Para o cineasta iraniano Saeed Roustaee, o hijab é o preço a pagar para filmar no Irã
O cineasta iraniano Saeed Roustaee, em competição em Cannes com um novo drama social, "Woman and Child", conta que o preço a pagar para poder continuar exibindo seus filmes foi seguir as diretrizes oficiais e mostrar as protagonistas de seu filme com o hijab, o véu muçulmano.
"O pior para mim é não fazer cinema", declarou à AFP o diretor, que retorna a Cannes três anos depois de "Os Irmãos de Leila", pelo qual foi condenado a seis meses de prisão no Irã e cinco anos de proibição de exercer sua profissão.
Nenhuma das penas foi, por fim, aplicada.
"Quando vi 'Os Irmãos de Leila' aqui em Cannes, foi a única vez que vi esse filme na tela grande e com público. Não o vi novamente, não pude vê-lo com o povo do meu país", conta o cineasta de 35 anos.
"É muito importante para mim que as pessoas do meu país vejam meus filmes", porque "acho que o cinema iraniano está um pouco sequestrado por comédias vulgares", continua Roustaee.
"Woman and Child", apresentado nesta quinta-feira (22), segue o destino de Mahnaz, uma mãe de 40 anos com dois filhos que tenta refazer sua vida.
O filho mais velho é turbulento, o que acabará arrastando a família para a tragédia.
- Filmar ou exilar-se -
Enquanto os dramas sociais são os filmes mais bem sucedidos nos festivais internacionais, eles raramente podem ser vistos no Irã, onde as comédias enchem as salas.
Assim, "A Semente do Fruto Sagrago", por exemplo, que ganhou o Prêmio Especial do Júri em Cannes no ano passado, nunca foi exibido no Irã.
Seu diretor, Mohammad Rasoulof - condenado em seu país a oito anos de prisão -, escolheu o exílio, assim como três das atrizes principais.
As autorizações para gravar "Woman and Child" demoraram "mais de seis meses", e puderam ser obtidas em parte graças a uma mudança de governo.
"Se você faz esse tipo de filme, com cenas em um hospital, em grandes instituições como uma escola, como fazer sem permissões, com a equipe técnica que é necessária, com muitos figurantes?
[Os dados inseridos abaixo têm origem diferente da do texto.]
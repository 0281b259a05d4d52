//! Grid of job highlight cards.
//!
//! DESIGN
//! ======
//! The grid owns layout only: an empty list renders the placeholder message
//! and nothing else, a non-empty list renders one card per record in input
//! order. Selection is forwarded untouched to the parent.

#[cfg(test)]
#[path = "job_highlight_grid_test.rs"]
mod job_highlight_grid_test;

use leptos::prelude::*;
use listings::{GridColumns, JobHighlight};

use crate::components::job_highlight_card::JobHighlightCard;

pub const DEFAULT_ACTION_LABEL: &str = "View details";
pub const DEFAULT_EMPTY_MESSAGE: &str = "No jobs to show yet.";

#[component]
pub fn JobHighlightGrid(
    #[prop(into)] highlights: Signal<Vec<JobHighlight>>,
    #[prop(optional)] columns: GridColumns,
    #[prop(optional, into)] action_label: Option<String>,
    #[prop(optional, into)] empty_message: Option<String>,
    on_select: Callback<JobHighlight>,
) -> impl IntoView {
    let action_label = action_label.unwrap_or_else(|| DEFAULT_ACTION_LABEL.to_owned());
    let empty_message = empty_message.unwrap_or_else(|| DEFAULT_EMPTY_MESSAGE.to_owned());

    view! {
        <section class="job-grid-container">
            {move || {
                let items = highlights.get();
                if items.is_empty() {
                    return view! { <p class="job-grid__empty">{empty_message.clone()}</p> }.into_any();
                }
                let cards = items
                    .into_iter()
                    .map(|highlight| {
                        view! {
                            <JobHighlightCard
                                highlight=highlight
                                action_label=action_label.clone()
                                on_select=on_select
                            />
                        }
                    })
                    .collect::<Vec<_>>();
                view! { <div class=format!("job-grid {}", columns.css_modifier())>{cards}</div> }.into_any()
            }}
        </section>
    }
}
No primeiro ou segundo dia, teriam parado a filmagem", justificou.
"Acho que minha utilidade está em retratar essas histórias dentro do Irã e poder mostrá-las nas salas de cinema", acrescenta.
"Há pessoas que decidem não trabalhar, e também são muito úteis na sua forma de lutar. Mas essa não é a maneira pela qual eu posso fazer isso", defendeu-se o cineasta, criticado por vários compatriotas por ter se comprometido com o regime.
"Quando você obtém uma permissão [de filmagem] e mostra mulheres na tela, em suas casas, usando o hijab, pouco me importa a mensagem que você acredita estar transmitindo", lamenta Mahshid Zamani, membro da Associação de Cineastas Independentes Iranianos, que reúne 300 profissionais do cinema no exílio.
"É um direito fundamental das mulheres vestir o que quiserem", acrescenta Zamani, que considera que Saeed Roustaee "está seguindo o jogo do governo".
O movimento "Mulher, Vida, Liberdade" estourou em setembro de 2022 após a morte de Mahsa Amini, sob custódia da polícia, após ser presa por uma suposta violação do código de vestimenta islâmico.
- Tempo para aprender -
"Evidentemente, estou contra o véu obrigatório, mas somos obrigados a usá-lo se quisermos fazer filmes no Irã, se quisermos que sejam exibidos nas salas de cinema", aponta Roustaee.
"Acho que esse movimento vai ter sucesso, mas é necessário tempo: pouco a pouco, o véu obrigatório acabará como outras proibições do passado", acredita.
Mas "enquanto isso, devo fazer meus filmes" e "eu também preciso de tempo, como cineasta jovem, para aprender talvez a fazer filmes de outra maneira".
O diretor iraniano Jafar Panahi, em competição com "Um Simples Acidente", uma nova narrativa contra o regime filmada clandestinamente, opinou que não existe uma "receita absoluta" para ser cineasta no Irã.
"Cada um encontra seu caminho" e "não tenho conselhos para dar", disse, antes de acrescentar: "apesar de tudo, encontrei soluções".